November 30, 2011
Half way there!
1. My mom makes a killer fruit salad. And I love grapefruit.
2. 5 mile run yesterday (48:16)
3. Kept my head down and worked hard, stayed late and finished a project. 1 down, infinity to finish?
4. Mental down time = American Music Awards and the VS Fashion Show. I love that the girls are allowed to have fun with it and lets be honest, Orlando Bloom giving Miranda a standing ovation every time she walks down the runway? Super adorable. What can I say? I’m a sucker.

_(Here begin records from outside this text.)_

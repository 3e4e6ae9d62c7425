use nexus_audit::{AuditEntry, AuditStore, ChainReport, verify_chain};
use nexus_config::NexusConfig;
use nexus_core::{NexusError, Result};
use std::path::{Path, PathBuf};

/// `--db` wins over `audit.db_path`. The file must already exist.
fn resolve_db(config: &NexusConfig, db: Option<PathBuf>) -> Result<PathBuf> {
    let path = db.or_else(|| config.audit.db_path.clone()).ok_or_else(|| {
        NexusError::Config("no audit database: pass --db or set audit.db_path".into())
    })?;
    if !path.exists() {
        return Err(NexusError::Config(format!(
            "audit database not found: {}",
            path.display()
        )));
    }
    Ok(path)
}

fn verify_db(path: &Path) -> Result<ChainReport> {
    let store = AuditStore::open(path)?;
    let entries = store.load_all()?;
    verify_chain(&entries, None)
}

fn export_db(path: &Path, from: u64, limit: usize) -> Result<Vec<AuditEntry>> {
    AuditStore::open(path)?.load_range(from, limit)
}

pub(super) fn cmd_verify(config: &NexusConfig, db: Option<PathBuf>) -> Result<()> {
    let path = resolve_db(config, db)?;
    let report = verify_db(&path)?;
    println!("Audit chain OK: {}", path.display());
    println!("   Entries verified: {}", report.verified);
    if let Some(first) = report.first_seq {
        println!("   Sequence: {first}..={}", report.head.seq);
    }
    println!("   Head hash: {}", report.head.hash);
    Ok(())
}

pub(super) fn cmd_export(
    config: &NexusConfig,
    db: Option<PathBuf>,
    from: u64,
    limit: usize,
    json: bool,
) -> Result<()> {
    let path = resolve_db(config, db)?;
    let entries = export_db(&path, from, limit)?;
    if json {
        println!("{}", serde_json::to_string_pretty(&entries)?);
        return Ok(());
    }
    for e in &entries {
        println!(
            "{:>6}  {}  {:<8} {:<24} {}  {}",
            e.seq,
            e.timestamp.format("%Y-%m-%dT%H:%M:%SZ"),
            e.severity.to_string(),
            e.kind.to_string(),
            e.actor,
            e.payload
        );
    }
    if entries.is_empty() {
        println!("(no entries from seq {from})");
    }
    Ok(())
}

#[cfg(test)]
mod tests {
    use super::*;
    use nexus_audit::{AuditKind, AuditLog};
    use nexus_core::Severity;
    use serde_json::json;

    fn seeded_db(dir: &Path, n: u64) -> PathBuf {
        let path = dir.join("audit.db");
        let log = AuditLog::with_store(AuditStore::open(&path).unwrap(), 100).unwrap();
        for i in 0..n {
            log.append("ops", AuditKind::PolicyMutated, Severity::Info, json!({ "i": i }))
                .unwrap();
        }
        log.flush().unwrap();
        path
    }

    #[test]
    fn test_verify_stored_chain() {
        let dir = tempfile::tempdir().unwrap();
        let path = seeded_db(dir.path(), 4);
        let report = verify_db(&path).unwrap();
        assert_eq!(report.verified, 4);
        assert_eq!(report.first_seq, Some(1));
        assert_eq!(report.head.seq, 4);
    }

    #[test]
    fn test_export_range() {
        let dir = tempfile::tempdir().unwrap();
        let path = seeded_db(dir.path(), 5);
        let entries = export_db(&path, 2, 2).unwrap();
        let seqs: Vec<u64> = entries.iter().map(|e| e.seq).collect();
        assert_eq!(seqs, vec![2, 3]);
        assert_eq!(entries[0].actor, "ops");
    }

    #[test]
    fn test_db_resolution() {
        let dir = tempfile::tempdir().unwrap();
        let mut config = NexusConfig::default();
        assert!(resolve_db(&config, None).unwrap_err().is_config_error());

        let missing = dir.path().join("missing.db");
        assert!(
            resolve_db(&config, Some(missing))
                .unwrap_err()
                .is_config_error()
        );

        let path = seeded_db(dir.path(), 1);
        config.audit.db_path = Some(path.clone());
        assert_eq!(resolve_db(&config, None).unwrap(), path);
    }
}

5. Pushed myself to go the gym again tonight for my 45 minutes of cross training on the bike. Spending that much time in the gym is starting to get monotonous. I enjoy working out SO much more when I’m outside, enjoying it all.
There are so many things that I want to get done during the day and so many things that need to or should get done (cleaning the apartment, anyone?). But somehow, its Wednesday night and I’ve only knocked 3 things off my list FOR THE DAY. When I was running in the morning, I was far more efficient at night. But after a short break awhile back, I suddenly feel like I’m falling behind on EVERYTHING. But I’m slowly bringing myself back to balance. For me, that starts with being effective and productive and pushing myself to do things on my list, that I don’t really feel motivated to do, but feel so much better about having done them after the fact. A major thing on that list, is sticking with a workout schedule this close to my 8k race (next weekend!?). I seriously slacked off lately, life just got in the way. Another major thing? Cleaning up this darn apartment. Which I am now off to go do 🙂
But before I go…
Yesterday, I was grateful for: myself. In that I finally had the strength to openly acknowledge to myself my own personal faults. Instead of getting defensive about little snide remarks, I have made the choice to address the underlying message and get better.
Today, I am grateful for music. It never fails, that I manage to hear the perfect song, the moment I need it most. And sometimes, its nice to be reminded that, sometimes, people really don’t know a thing about me.